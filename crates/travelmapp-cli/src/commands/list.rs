use crate::commands::common::{connect, format_place_lines, place_to_list_item, PlaceListItem};
use crate::error::CliError;

pub async fn run_list(as_json: bool) -> Result<(), CliError> {
    let repository = connect().await?;
    let places = repository.list().await?;

    if as_json {
        let json_items = places
            .iter()
            .map(place_to_list_item)
            .collect::<Vec<PlaceListItem>>();
        println!("{}", serde_json::to_string_pretty(&json_items)?);
    } else if places.is_empty() {
        println!("No places yet. Add one with `travelmapp add --name <NAME>`.");
    } else {
        for line in format_place_lines(&places) {
            println!("{line}");
        }
    }

    Ok(())
}
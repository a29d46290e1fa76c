use std::path::Path;

use travelmapp_core::Place;

use crate::commands::common::{
    connect, normalize_name, normalize_place_id, read_optional_image, validate_rating,
};
use crate::error::CliError;

/// Field changes requested on the command line. `None` keeps the stored value.
#[derive(Debug, Default)]
pub struct PlaceEdits {
    pub name: Option<String>,
    pub description: Option<String>,
    pub rating: Option<f64>,
    pub remove_image: bool,
}

impl PlaceEdits {
    pub const fn is_empty(&self) -> bool {
        self.name.is_none()
            && self.description.is_none()
            && self.rating.is_none()
            && !self.remove_image
    }

    /// Apply the edits to a loaded place, validating each new value.
    pub fn apply(self, place: Place) -> Result<Place, CliError> {
        let mut place = place;
        if let Some(name) = self.name {
            place.name = normalize_name(&name)?;
        }
        if let Some(description) = self.description {
            place.description = description.trim().to_string();
        }
        if let Some(rating) = self.rating {
            place.rating = validate_rating(rating)?;
        }
        if self.remove_image {
            place.image_url.clear();
        }
        Ok(place)
    }
}

pub async fn run_edit(id: &str, edits: PlaceEdits, image: Option<&Path>) -> Result<(), CliError> {
    let place_id = normalize_place_id(id)?;
    let image = read_optional_image(image).await?;
    let repository = connect().await?;
    let place = repository.get(&place_id).await?;

    if edits.is_empty() && image.is_none() {
        println!("{}", place.id);
        return Ok(());
    }

    let updated = edits.apply(place)?;
    repository.update(&updated, image).await?;
    println!("{}", updated.id);
    Ok(())
}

## Problem
Pick out and copy the lines of the material that include the word "commands".

## Written solution
filename crates/travelmapp-cli/src/commands/list.rs
use crate::commands::common::{connect, format_place_lines, place_to_list_item, PlaceListItem};
use crate::commands::common::{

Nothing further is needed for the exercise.